We are continuing to investigate this important question, focusing on identifying the barriers to at-home treatment and exploring strategies to make outpatient decongestion the norm rather than the exception.
Results of a clinical intelligence survey conducted by AliraHealth (Framingham, MA), 2024
Breaking the Mold – Going Home Instead
In most cases, hospital admissions for heart failure start in the emergency department (ED). While it would be ideal to detect worsening heart failure earlier and initiate decongestion therapy without an ED visit, this is unlikely to become a reality in the near future. Therefore, widespread adoption of home-based decongestion strategies will likely require integrating the ED into a new “ED-to-home care” pathway for managing worsening heart failure.
This shift is less about the characteristics of specific therapies and more about the clinical processes of patient selection and management. Key elements include the ED-to-cardiology handoff, monitoring and follow-up, electrolyte management, and determining when to stop subcutaneous treatment. To address these challenges, we are collaborating with both the ED and heart failure communities to build consensus on these critical aspects.
How many Doses for Decongestion?
Answering this question is not straightforward. The treatment process is largely empirical—doses and durations are adjusted based on the patient’s response and individual needs. In the authoritative DOSE-HF study, patients in the low-dose group received an average of 358 mg of furosemide, while those in the high-dose group received approximately 773 mg over the three-day study period. Patients had received an additional 80mg prior to randomization and it is likely that many patients received additional doses after the study concluded and before hospital discharge.

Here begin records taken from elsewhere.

//! Merge tree: slotmap-backed node arena with reference stacks, dirty
//! propagation, path addressing, and markup serialization.

pub mod arena;
pub mod node;
pub mod path;
pub mod print;

pub use arena::MergeTree;
pub use node::{KindMismatch, MergeId, NodeData, NodeId, NodeKind, NodeReference};
//! Fragment builder: replays markup events as merge-tree edits.
//!
//! A small state machine over the element stack decides which elements may
//! appear where and what node kind each one declares. Every edit is tagged
//! with the fragment's merge id so a failure can be undone with the normal
//! reference removal path.

use crate::markup::{parse_markup, Element, MarkupError, MarkupEvent};
use crate::tree::{MergeId, MergeTree, NodeId, NodeKind};

/// Attributes accepted on any element.
const KNOWN_ATTRIBUTES: &[&str] = &[
    "name",
    "action",
    "position",
    "accelerators",
    "always-show-image",
    "expand",
];

/// Which child elements the innermost open element accepts.
#[derive(Debug, Clone, Copy, PartialEq, Eq)]
enum State {
    Start,
    Root,
    Menu,
    Toolbar,
    /// Items, separators and accelerators take no children.
    Leaf,
}

#[derive(Debug, Clone, Copy)]
struct Frame {
    state: State,
    node: NodeId,
}

/// Parse `text` and merge it into `tree` under `merge_id`.
///
/// On error every reference already recorded for `merge_id` is removed again,
/// so the tree ends up as if the fragment had never been added (modulo dead
/// nodes awaiting the next sweep).
pub(crate) fn merge_fragment(
    tree: &mut MergeTree,
    merge_id: MergeId,
    text: &str,
) -> Result<(), MarkupError> {
    let result = parse_markup(text).and_then(|events| {
        let mut builder = FragmentBuilder {
            tree: &mut *tree,
            merge_id,
            stack: Vec::new(),
        };
        events.into_iter().try_for_each(|event| builder.apply(event))
    });
    if let Err(err) = &result {
        tracing::warn!(%merge_id, error = %err, "fragment rejected, rolling back");
        tree.remove_references(merge_id);
    }
    result
}

/// Children accepted below a node of `kind`.
fn child_state(kind: NodeKind) -> State {
    if kind.is_menu_shell() {
        State::Menu
    } else if kind.is_toolbar_shell() {
        State::Toolbar
    } else {
        State::Leaf
    }
}

struct FragmentBuilder<'t> {
    tree: &'t mut MergeTree,
    merge_id: MergeId,
    stack: Vec<Frame>,
}

impl FragmentBuilder<'_> {
    fn state(&self) -> State {
        self.stack.last().map_or(State::Start, |f| f.state)
    }

    fn apply(&mut self, event: MarkupEvent) -> Result<(), MarkupError> {
        match event {
            MarkupEvent::Start(element) => self.start(&element),
            MarkupEvent::End { .. } => {
                self.stack.pop();
                Ok(())
            }
        }
    }

    fn start(&mut self, element: &Element) -> Result<(), MarkupError> {
        if let Some(unknown) = element
            .attributes
            .iter()
            .find(|a| !KNOWN_ATTRIBUTES.contains(&a.name.as_str()))
        {
            return Err(MarkupError::UnknownAttribute {
                attribute: unknown.name.clone(),
                line: unknown.position.line,
                column: unknown.position.column,
            });
        }

        if self.state() == State::Start {
            let root = self.tree.root();
            self.tree.push_reference(root, self.merge_id, None);
            self.stack.push(Frame {
                state: State::Root,
                node: root,
            });
            // Without an explicit <ui> no end tag pops this frame, so the
            // synthesized root stays open for the rest of the fragment.
            if element.name == "ui" {
                return Ok(());
            }
        }

        let kind = match (self.state(), element.name.as_str()) {
            (State::Root, "menubar") => NodeKind::MenuBar,
            (State::Root, "toolbar") => NodeKind::Toolbar,
            (State::Root, "popup") => NodeKind::Popup,
            (State::Root, "accelerator") => NodeKind::Accelerator,
            (State::Menu, "menu") => NodeKind::Menu,
            (State::Menu, "menuitem") => NodeKind::MenuItem,
            (State::Menu, "placeholder") => NodeKind::MenuPlaceholder,
            (State::Toolbar, "toolitem") => NodeKind::ToolItem,
            (State::Toolbar, "placeholder") => NodeKind::ToolbarPlaceholder,
            (State::Menu | State::Toolbar, "separator") => NodeKind::Separator,
            _ => {
                return Err(MarkupError::UnexpectedElement {
                    element: element.name.clone(),
                    line: element.position.line,
                    column: element.position.column,
                })
            }
        };

        let action = element.attribute("action");
        let name = match (element.attribute("name"), kind) {
            (Some(name), _) => Some(name),
            (None, NodeKind::Separator) => None,
            (None, _) => Some(action.unwrap_or(element.name.as_str())),
        };
        let top = element.attribute("position") == Some("top");
        let parent = self.stack.last().map_or(self.tree.root(), |f| f.node);

        let Some(node) = self
            .tree
            .get_or_create_child(parent, None, name, kind, true, top)
        else {
            return Ok(());
        };
        // A redeclaration keeps the kind settled first, and the children
        // must fit that kind.
        let settled = self.tree.get(node).map_or(kind, |d| d.kind());
        self.apply_flags(node, settled, element);
        self.tree.push_reference(node, self.merge_id, action);
        self.stack.push(Frame {
            state: child_state(settled),
            node,
        });
        Ok(())
    }

    /// Copy presentation flags given on the element onto the node.
    fn apply_flags(&mut self, node: NodeId, kind: NodeKind, element: &Element) {
        let flag = match kind {
            NodeKind::Popup => "accelerators",
            NodeKind::Separator => "expand",
            NodeKind::MenuItem => "always-show-image",
            _ => return,
        };
        let Some(value) = element.attribute(flag) else {
            return;
        };
        let value = value == "true";
        let Some(data) = self.tree.get_mut(node) else {
            return;
        };
        let slot = match kind {
            NodeKind::Popup => &mut data.popup_accels,
            NodeKind::Separator => &mut data.expand,
            _ => &mut data.always_show_image,
        };
        if *slot != value {
            *slot = value;
            self.tree.mark_dirty(node);
        }
    }
}

#[cfg(test)]
mod tests {
    use super::*;
    use pretty_assertions::assert_eq;

    fn merge(tree: &mut MergeTree, text: &str) -> Result<MergeId, MarkupError> {
        let merge_id = tree.new_merge_id();
        merge_fragment(tree, merge_id, text).map(|()| merge_id)
    }

    #[test]
    fn builds_nested_menus() {
        let mut tree = MergeTree::new();
        merge(
            &mut tree,
            r#"<ui>
                 <menubar>
                   <menu action="File">
                     <menuitem action="New"/>
                     <separator/>
                     <menuitem name="Bye" action="Quit"/>
                   </menu>
                 </menubar>
               </ui>"#,
        )
        .unwrap();

        let new = tree.resolve_path("/menubar/File/New").unwrap();
        assert_eq!(tree.get(new).unwrap().kind(), NodeKind::MenuItem);
        assert_eq!(tree.get(new).unwrap().bound_action_name(), Some("New"));
        let bye = tree.resolve_path("/menubar/File/Bye").unwrap();
        assert_eq!(tree.get(bye).unwrap().bound_action_name(), Some("Quit"));
        let file = tree.resolve_path("/menubar/File").unwrap();
        assert_eq!(tree.children(file).len(), 3);
        assert_eq!(tree.get(file).unwrap().kind(), NodeKind::Menu);
    }

    #[test]
    fn root_is_synthesized() {
        let mut tree = MergeTree::new();
        merge(
            &mut tree,
            r#"<popup name="ctx"><menuitem action="Copy"/></popup>
               <toolbar name="tb"><toolitem action="Copy"/></toolbar>"#,
        )
        .unwrap();
        assert!(tree.resolve_path("/ctx/Copy").is_some());
        assert!(tree.resolve_path("/tb/Copy").is_some());
        assert_eq!(tree.children(tree.root()).len(), 2);
    }

    #[test]
    fn separators_are_anonymous() {
        let mut tree = MergeTree::new();
        merge(&mut tree, "<popup><separator/><separator/></popup>").unwrap();
        merge(&mut tree, "<popup><separator/></popup>").unwrap();
        let popup = tree.resolve_path("/popup").unwrap();
        assert_eq!(tree.children(popup).len(), 3);
        assert!(tree
            .children(popup)
            .iter()
            .all(|&c| tree.get(c).unwrap().name.is_none()));
    }

    #[test]
    fn same_path_merges_into_one_node() {
        let mut tree = MergeTree::new();
        let first = merge(
            &mut tree,
            r#"<popup name="p"><menuitem name="Item" action="X"/></popup>"#,
        )
        .unwrap();
        let second = merge(
            &mut tree,
            r#"<popup name="p"><menuitem name="Item" action="Y"/></popup>"#,
        )
        .unwrap();
        let item = tree.resolve_path("/p/Item").unwrap();
        let data = tree.get(item).unwrap();
        assert_eq!(data.references.len(), 2);
        assert_eq!(data.head_merge_id(), Some(second));
        assert_eq!(data.references[1].merge_id, first);
        assert_eq!(data.bound_action_name(), Some("Y"));
    }

    #[test]
    fn position_top_prepends() {
        let mut tree = MergeTree::new();
        merge(&mut tree, r#"<toolbar><toolitem action="A"/></toolbar>"#).unwrap();
        merge(&mut tree, r#"<toolbar><toolitem action="B" position="top"/></toolbar>"#).unwrap();
        let toolbar = tree.resolve_path("/toolbar").unwrap();
        let names: Vec<_> = tree
            .children(toolbar)
            .iter()
            .map(|&c| tree.get(c).unwrap().label().to_owned())
            .collect();
        assert_eq!(names, vec!["B", "A"]);
    }

    #[test]
    fn flags_are_recorded() {
        let mut tree = MergeTree::new();
        merge(
            &mut tree,
            r#"<popup name="p" accelerators="true">
                 <menuitem action="Open" always-show-image="true"/>
               </popup>
               <toolbar name="t"><separator name="gap" expand="true"/></toolbar>"#,
        )
        .unwrap();
        let popup = tree.resolve_path("/p").unwrap();
        assert!(tree.get(popup).unwrap().popup_accels);
        let open = tree.resolve_path("/p/Open").unwrap();
        assert!(tree.get(open).unwrap().always_show_image);
        let gap = tree.resolve_path("/t/gap").unwrap();
        assert!(tree.get(gap).unwrap().expand);
    }

    #[test]
    fn placeholders_nest_by_shell() {
        let mut tree = MergeTree::new();
        merge(
            &mut tree,
            r#"<menubar><placeholder name="Extra"><menu action="Tools"/></placeholder></menubar>
               <toolbar><placeholder name="Slot"><toolitem action="Run"/></placeholder></toolbar>"#,
        )
        .unwrap();
        let extra = tree.resolve_path("/menubar/Extra").unwrap();
        assert_eq!(tree.get(extra).unwrap().kind(), NodeKind::MenuPlaceholder);
        assert!(tree.resolve_path("/menubar/Extra/Tools").is_some());
        let slot = tree.resolve_path("/toolbar/Slot").unwrap();
        assert_eq!(tree.get(slot).unwrap().kind(), NodeKind::ToolbarPlaceholder);
    }

    #[test]
    fn comments_and_declarations_are_ignored() {
        let mut tree = MergeTree::new();
        merge(
            &mut tree,
            r#"<?xml version="1.0"?><!-- main --><ui><accelerator action="Quit"/></ui>"#,
        )
        .unwrap();
        let quit = tree.resolve_path("/Quit").unwrap();
        assert_eq!(tree.get(quit).unwrap().kind(), NodeKind::Accelerator);
    }

    #[test]
    fn misplaced_element_reports_position() {
        let mut tree = MergeTree::new();
        let err = merge(&mut tree, "<ui>\n  <menuitem action=\"X\"/>\n</ui>").unwrap_err();
        assert_eq!(
            err,
            MarkupError::UnexpectedElement {
                element: "menuitem".into(),
                line: 2,
                column: 4,
            }
        );
    }

    #[test]
    fn leaves_take_no_children() {
        let mut tree = MergeTree::new();
        let err = merge(
            &mut tree,
            r#"<popup><menuitem action="X"><menuitem action="Y"/></menuitem></popup>"#,
        )
        .unwrap_err();
        assert!(matches!(
            err,
            MarkupError::UnexpectedElement { ref element, .. } if element == "menuitem"
        ));
    }

    #[test]
    fn unknown_attribute_is_rejected() {
        let mut tree = MergeTree::new();
        let err = merge(&mut tree, r#"<popup colour="red"/>"#).unwrap_err();
        assert!(matches!(
            err,
            MarkupError::UnknownAttribute { ref attribute, .. } if attribute == "colour"
        ));
    }

    #[test]
    fn failure_rolls_back_applied_edits() {
        let mut tree = MergeTree::new();
        let keep = merge(
            &mut tree,
            r#"<popup name="p"><menuitem name="Item" action="X"/></popup>"#,
        )
        .unwrap();
        let err = merge(
            &mut tree,
            r#"<popup name="p"><menuitem name="Item" action="Y"/><toolitem action="Z"/></popup>"#,
        );
        assert!(err.is_err());

        let item = tree.resolve_path("/p/Item").unwrap();
        let data = tree.get(item).unwrap();
        assert_eq!(data.references.len(), 1);
        assert_eq!(data.head_merge_id(), Some(keep));
        assert_eq!(data.bound_action_name(), Some("X"));
        let root = tree.get(tree.root()).unwrap();
        assert!(root.references.iter().all(|r| r.merge_id == keep));
    }

    #[test]
    fn children_follow_the_settled_kind() {
        let mut tree = MergeTree::new();
        let keep = merge(&mut tree, r#"<popup name="x"><menuitem action="A"/></popup>"#).unwrap();
        let err = merge(
            &mut tree,
            r#"<toolbar name="x"><toolitem action="B"/></toolbar>"#,
        )
        .unwrap_err();
        assert!(matches!(
            err,
            MarkupError::UnexpectedElement { ref element, .. } if element == "toolitem"
        ));

        let popup = tree.resolve_path("/x").unwrap();
        assert_eq!(tree.get(popup).unwrap().kind(), NodeKind::Popup);
        assert!(tree.resolve_path("/x/B").is_none());
        let root = tree.get(tree.root()).unwrap();
        assert!(root.references.iter().all(|r| r.merge_id == keep));

        let mut copy = MergeTree::new();
        let markup = tree.to_markup();
        merge(&mut copy, &markup).unwrap();
    }

    #[test]
    fn redeclared_shell_accepts_its_own_children() {
        let mut tree = MergeTree::new();
        merge(&mut tree, r#"<popup name="x"><menuitem action="A"/></popup>"#).unwrap();
        merge(&mut tree, r#"<menubar name="x"><menuitem action="B"/></menubar>"#).unwrap();
        let b = tree.resolve_path("/x/B").unwrap();
        assert_eq!(tree.get(b).unwrap().kind(), NodeKind::MenuItem);
        let popup = tree.resolve_path("/x").unwrap();
        assert_eq!(tree.get(popup).unwrap().kind(), NodeKind::Popup);
    }

    #[test]
    fn syntax_error_applies_nothing() {
        let mut tree = MergeTree::new();
        assert!(merge(&mut tree, "<popup><menuitem action=\"X\"></popup>").is_err());
        assert!(tree.is_empty());
    }
}
//! Action groups and the ordered resolver over them.

use std::rc::Rc;

use super::value::{Action, ActionHandle};

/// Looks up actions by name for the materializer.
pub trait ActionResolver {
    /// First action called `name`, if any is registered.
    fn resolve(&self, name: &str) -> Option<ActionHandle>;
}

// ---------------------------------------------------------------------------
// ActionGroup
// ---------------------------------------------------------------------------

/// A named set of actions, registered with a manager as a unit.
#[derive(Debug, Clone, Default)]
pub struct ActionGroup {
    name: String,
    actions: Vec<ActionHandle>,
}

impl ActionGroup {
    pub fn new(name: impl Into<String>) -> Self {
        Self {
            name: name.into(),
            actions: Vec::new(),
        }
    }

    /// Add an action, replacing any action of the same name (builder).
    pub fn with_action(mut self, action: Action) -> Self {
        self.add(action);
        self
    }

    pub fn name(&self) -> &str {
        &self.name
    }

    /// Add an action, replacing any action of the same name.
    ///
    /// The stored action is stamped with this group's name.
    pub fn add(&mut self, mut action: Action) -> ActionHandle {
        action.set_group(&self.name);
        let handle = Rc::new(action);
        match self.actions.iter_mut().find(|a| a.name() == handle.name()) {
            Some(slot) => *slot = handle.clone(),
            None => self.actions.push(handle.clone()),
        }
        handle
    }

    /// Remove the action called `name`.
    pub fn remove(&mut self, name: &str) -> Option<ActionHandle> {
        let index = self.actions.iter().position(|a| a.name() == name)?;
        Some(self.actions.remove(index))
    }

    pub fn get(&self, name: &str) -> Option<&ActionHandle> {
        self.actions.iter().find(|a| a.name() == name)
    }

    pub fn iter(&self) -> impl Iterator<Item = &ActionHandle> {
        self.actions.iter()
    }

    pub fn len(&self) -> usize {
        self.actions.len()
    }

    pub fn is_empty(&self) -> bool {
        self.actions.is_empty()
    }
}

impl ActionResolver for ActionGroup {
    fn resolve(&self, name: &str) -> Option<ActionHandle> {
        self.get(name).cloned()
    }
}

// ---------------------------------------------------------------------------
// ActionGroups
// ---------------------------------------------------------------------------

/// Ordered list of groups; earlier groups shadow later ones.
#[derive(Debug, Clone, Default)]
pub struct ActionGroups {
    groups: Vec<ActionGroup>,
}

impl ActionGroups {
    pub fn new() -> Self {
        Self::default()
    }

    /// Insert `group` at `pos` (clamped to the end).
    ///
    /// Returns the group back if one with the same name is already present.
    pub fn insert(&mut self, group: ActionGroup, pos: usize) -> Result<(), ActionGroup> {
        if self.get(group.name()).is_some() {
            return Err(group);
        }
        let pos = pos.min(self.groups.len());
        self.groups.insert(pos, group);
        Ok(())
    }

    /// Remove the group called `name`.
    pub fn remove(&mut self, name: &str) -> Option<ActionGroup> {
        let index = self.groups.iter().position(|g| g.name() == name)?;
        Some(self.groups.remove(index))
    }

    pub fn get(&self, name: &str) -> Option<&ActionGroup> {
        self.groups.iter().find(|g| g.name() == name)
    }

    pub fn get_mut(&mut self, name: &str) -> Option<&mut ActionGroup> {
        self.groups.iter_mut().find(|g| g.name() == name)
    }

    pub fn as_slice(&self) -> &[ActionGroup] {
        &self.groups
    }

    pub fn len(&self) -> usize {
        self.groups.len()
    }

    pub fn is_empty(&self) -> bool {
        self.groups.is_empty()
    }
}

impl ActionResolver for ActionGroups {
    fn resolve(&self, name: &str) -> Option<ActionHandle> {
        self.groups.iter().find_map(|g| g.resolve(name))
    }
}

Using standard 80 mg doses, this equates to about 4–5 doses on the low end and more than 10 on the high end. If treatment begins earlier—before the point at which a patient would typically be admitted—the required doses might be lower. However, there are also patients with significant fluid overload who need prolonged treatment to achieve their target dry weight.
When a hospitalization is replaced patients may require 4-5 80mg doses at the low end or over 10 doses at the high end.
Benefits Other than Financial of Decongestion at Home
Avoiding inpatient care is more than avoiding an expensive bill. Hospitalizations are especially hard on elderly patients. The elderly always lose muscle mass, often lose self-care functions and are at risk for complications from the stay.
Hospitalizations are not only costly; they also carry risks, including:
Infection
Older people are more likely to acquire hospital infections.
Delirium
Older people are prone to experiencing delirium during a hospital stay.
Immobility
Immobility may increase or aggravate skin problems including pressure ulcers.
Incontinence
40% – 50% of hospitalized patients aged 65+ are incontinent, many within a day of hospitalization.
Decline in Independence
12% of patients aged 70+ see a decline in their ability to undertake key daily activities (bathing, dressing, eating, moving around and toileting) during their hospital stay.
Muscle Loss
Older people have a lower muscle mass and experience a more rapid decline with bed rest. Elderly may experience a loss in muscle mass and strength of 11-12% per week as a result of bed rest. Reduced muscle mass results in a loss of function and self-sufficiency and an increased risk of falls.
Unnecessary Bed Rest
Patients who suffer from fluid overload generally do not require bed rest. Bed rest is the default position for someone who is admitted to an acute care hospital, regardless of whether bed rest is required for the treatment. This increases risks and adverse consequences that may be avoided with alternative therapies.
Disrupted Sleep
The hospital environment disrupts sleep patterns because of bright lights, loud machines, hallway conversations, regular status checks, and early morning blood draws.